His complete knowledge of war made him despise it to the core, because he witnessed mass destruction and loss of innocent lives with his own eyes and also through the camera lens. This made him find peace and solace at the most unexpected places. However, Capa had one problem- he proved to be the world’s worst driver and hence, never crossed farther than the Champs Elysees by himself. He had a jolly nature that made the old laugh and the young feel inspired. Despite all this, the man hid his suffering and loneliness all too well. His life ended tragically, but even as he died he held onto one thing he truly loved- his camera. All that this legend left behind apart from his material belongings were some of the greatest photographs of modern history and a bereaved world grieving for the loss of a renowned photographer.
Robert Capa grew up to have an enchanting personality with due credit to his historical background that is quite gripping and interesting. He was born as Andrei Friedman in Budapest in 1913.. At the age of 18, he left home to seek a job as a dark room apprentice with a Berlin picture agency. Some exclusive pictures of Leon Trotsky captured by Friedman were his first shot to success and fame.
As Hitler took over, rFriedman left for Paris and met his Polish fiance, Gerda Taro. The struggles of the two at establishing themselves in freelance journalism had been captured in an article in the magazine ‘The Man Who Invented Himself’ by John Hersey. Andrei along with his fiance formed an association having an imaginary third person called Robert Capa. The two portrayed this man as a rich and famous photographer who was visiting France at that time. While Friedman took pictures and Gerda sold them, all the credit was given to this imaginary Robert Capa, so that the couple could charge a high sum of money for their photographs which they sold to various newspapers and magazines.
Vue editor, Lucien Vogel soon found out about this arrangement, but it hardly mattered. Both Capa and Gerda were sent to Spain on work. It is here that Capa captured a Spanish soldier dying, a remarkable picture that made him a star overnight. Soon after Gerda died on the battlefield and to get over her sad demise, Capa left for China to cover the battle of Taierchwang. Following this, he also captured many memorable moments of the Spanish war right up to its end in 1939. During World War II, he was in America even though he was technically from the enemy side. However, he got an opportunity to join the invasion convoy to North Africa in 1942.

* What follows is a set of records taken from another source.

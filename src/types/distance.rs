use std::fmt;
use std::str::FromStr;

use crate::aql::QueryError;

/// Ordering of distance query results by distance from the reference geometry.
#[derive(Debug, Clone, Copy, Default, PartialEq, Eq, Hash)]
pub enum Sort {
    /// Leave results in engine order
    #[default]
    No,
    Asc,
    Desc,
}

impl Sort {
    /// The AQL sort direction keyword, if any.
    pub fn direction(&self) -> Option<&'static str> {
        match self {
            Sort::No => None,
            Sort::Asc => Some("ASC"),
            Sort::Desc => Some("DESC"),
        }
    }

    pub fn as_str(&self) -> &'static str {
        match self {
            Sort::No => "NO",
            Sort::Asc => "ASC",
            Sort::Desc => "DESC",
        }
    }
}

impl FromStr for Sort {
    type Err = QueryError;

    fn from_str(s: &str) -> Result<Self, Self::Err> {
        match s.trim().to_ascii_uppercase().as_str() {
            "NO" => Ok(Sort::No),
            "ASC" => Ok(Sort::Asc),
            "DESC" => Ok(Sort::Desc),
            _ => Err(QueryError::UnknownSort {
                value: s.to_string(),
            }),
        }
    }
}

impl fmt::Display for Sort {
    fn fmt(&self, f: &mut fmt::Formatter<'_>) -> fmt::Result {
        f.write_str(self.as_str())
    }
}

/// Inclusive distance bounds in meters. A missing bound is open.
#[derive(Debug, Clone, Copy, Default, PartialEq)]
pub struct DistanceRange {
    min: Option<f64>,
    max: Option<f64>,
}

impl DistanceRange {
    /// Create a range, rejecting negative, non-finite or inverted bounds.
    pub fn new(min: Option<f64>, max: Option<f64>) -> Result<Self, QueryError> {
        for (label, bound) in [("min", min), ("max", max)] {
            if let Some(value) = bound {
                if !value.is_finite() {
                    return Err(QueryError::InvalidDistanceRange {
                        message: format!("{} distance must be finite, got {}", label, value),
                    });
                }
                if value < 0.0 {
                    return Err(QueryError::InvalidDistanceRange {
                        message: format!("{} distance must not be negative, got {}", label, value),
                    });
                }
            }
        }

        if let (Some(min), Some(max)) = (min, max) {
            if min > max {
                return Err(QueryError::InvalidDistanceRange {
                    message: format!("min distance {} exceeds max distance {}", min, max),
                });
            }
        }

        Ok(Self { min, max })
    }

    /// A range matching every distance.
    pub fn unbounded() -> Self {
        Self::default()
    }

    pub fn min(&self) -> Option<f64> {
        self.min
    }

    pub fn max(&self) -> Option<f64> {
        self.max
    }
}
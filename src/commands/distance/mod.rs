mod cli_tests;
mod execute;

use std::error::Error;

use clap::Args;

use crate::commands::{CommandRunner, CommonArgs, Execute, QueryContext};
use crate::output::{OutputFormat, Outputable};
use crate::types::Sort;

/// Generate a query for cells whose centroid lies within a distance range
#[derive(Args, Debug)]
#[command(after_help = "\
Examples:
  worldclim_aql distance -c worldclim -g '{\"type\":\"Point\",\"coordinates\":[10,45]}' --max 5000
  worldclim_aql distance -c worldclim -g @site.geojson --max 5000 -s ASC   # Nearest first
  worldclim_aql distance -c worldclim -g @site.geojson --min 1000 --max 9000 -r SHAPE
  worldclim_aql distance -c worldclim -g @site.geojson --max 5000 -r AVG    # Averages over the cells")]
pub struct DistanceCmd {
    #[command(flatten)]
    pub common: CommonArgs,

    /// Minimum centroid distance in meters
    #[arg(long)]
    pub min: Option<f64>,

    /// Maximum centroid distance in meters
    #[arg(long)]
    pub max: Option<f64>,

    /// Sort records by distance: NO, ASC or DESC
    #[arg(short, long, default_value = "NO")]
    pub sort: Sort,
}

impl CommandRunner for DistanceCmd {
    fn run(self, context: &QueryContext, format: OutputFormat) -> Result<String, Box<dyn Error>> {
        let result = self.execute(context)?;
        Ok(result.format(format))
    }
}
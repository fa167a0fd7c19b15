//! Query building infrastructure.
//!
//! This module provides the trait and helpers every WorldClim query is built
//! with.
//!
//! # Architecture
//!
//! The query building system has three layers:
//!
//! 1. **Query Definition** - `QueryBuilder` trait defines what a query is
//! 2. **Composition** - `GeoQuery` combines a geo predicate, a result type and paging
//! 3. **Output** - `AqlQuery` carries the query text and its bind parameters
//!
//! # Example
//!
//! ```ignore
//! let query = GeoQuery {
//!     collection: &collection,
//!     geometry: &geometry,
//!     predicate: GeoPredicate::Contains,
//!     result_type: ResultType::Key,
//!     paging: Paging::default(),
//!     layout: &layout,
//!     schema: &schema,
//! };
//!
//! let compiled = AqlQuery::from_builder(&query)?;
//! ```

pub mod helpers;
pub mod params;
pub mod patterns;

use serde::Serialize;

use crate::aql::{BindVars, QueryError};

/// AQL query definition.
pub trait QueryBuilder: Send + Sync {
    /// Compile this query to AQL text.
    ///
    /// Caller-supplied values never appear in the text; they are referenced
    /// through `@name` and `@@name` placeholders.
    fn compile(&self) -> Result<String, QueryError>;

    /// Get the bind parameters referenced by the compiled text.
    fn parameters(&self) -> Result<BindVars, QueryError>;

    /// Get the number of parameters.
    fn param_count(&self) -> Result<usize, QueryError> {
        Ok(self.parameters()?.len())
    }
}

/// A compiled query ready to be sent to the database.
///
/// Serializes to `{"query": ..., "bindVars": ...}`, the body ArangoDB's
/// cursor API accepts.
#[derive(Debug, Clone, PartialEq, Serialize)]
pub struct AqlQuery {
    pub query: String,
    #[serde(rename = "bindVars")]
    pub bind_vars: BindVars,
}

impl AqlQuery {
    /// Create a compiled query from a builder.
    pub fn from_builder(builder: &dyn QueryBuilder) -> Result<Self, QueryError> {
        Ok(AqlQuery {
            query: builder.compile()?,
            bind_vars: builder.parameters()?,
        })
    }

    /// Get the number of parameters in this query.
    pub fn param_count(&self) -> usize {
        self.bind_vars.len()
    }
}
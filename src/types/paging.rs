use serde::{Deserialize, Serialize};

/// Offset/limit window for record result types.
///
/// `limit: None` disables paging. `start: None` with a limit pages from 0.
#[derive(Debug, Clone, Copy, PartialEq, Eq, Serialize, Deserialize)]
#[serde(default)]
pub struct Paging {
    pub start: Option<u64>,
    pub limit: Option<u64>,
}

impl Paging {
    pub const DEFAULT_START: u64 = 0;
    pub const DEFAULT_LIMIT: u64 = 10;

    pub fn new(start: Option<u64>, limit: Option<u64>) -> Self {
        Self { start, limit }
    }

    /// No paging at all.
    pub fn unbounded() -> Self {
        Self {
            start: None,
            limit: None,
        }
    }

    /// The effective `(offset, count)` window, if paging is enabled.
    pub fn window(&self) -> Option<(u64, u64)> {
        self.limit
            .map(|limit| (self.start.unwrap_or(Self::DEFAULT_START), limit))
    }
}

impl Default for Paging {
    fn default() -> Self {
        Self {
            start: Some(Self::DEFAULT_START),
            limit: Some(Self::DEFAULT_LIMIT),
        }
    }
}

He was a part of the paratroopers that participated in the cold grim winter campaign of 1943-44. This war photographer had his break, when he landed on Omaha Beach on June 6, 1944, where he captured 4 films containing footage of the ongoing war. These were considered to be some of the most famous films in history, but unfortunately eleven frames were destroyed in Life’s London darkroom. Whatever remained was published by Life and Capa was successful in maintaining his image as the best war photographer.
Capa witnessed the end of war and even captured the death of one of the last American soldiers. While he had enough with all the gruesome violence, he could not give up the golden opportunity to cover the birth of Israel in 1949, along with Irwin Shaw. During this period, Robert Capa had also contributed to the birth of an international cooperative agency of freelance photographers known as Magnum Photos along with a couple of his associates like David Seymour, William Vandivert and others.
With Magnum Photos, Capa ventured out into the world as a businessman selling the art made by the cooperative. He even tried his hand at writing, combined with photography and created pieces like “Death in the Making” which was based on the Spanish Civil war, “Waterloo Bridge” on the London Blitz and two other books. Capa became well known for his famous line entrenched with deep meaning and loathe for war- “To me, war is like an aging actress- more and more dangerous and less and less photogenic”.
A Magnum exhibition brought the photographer to Japan. Life informed him that they needed someone at the Indochina front to cover the ongoing war. Capa volunteered to do the job but it cost him his life. On 25th May, as he was capturing the war with his camera he stepped on a landmine and lost his life. His body was found still holding onto the camera, his most prized possession.
Friends, family and admirers of Capa’s work, met at the Old Quaker meeting house at Purchase for his funeral. The Overseas Press Club even established an award “for superlative photography requiring exceptional courage and enterprise abroad” to pay homage to Robert Capa’s memory.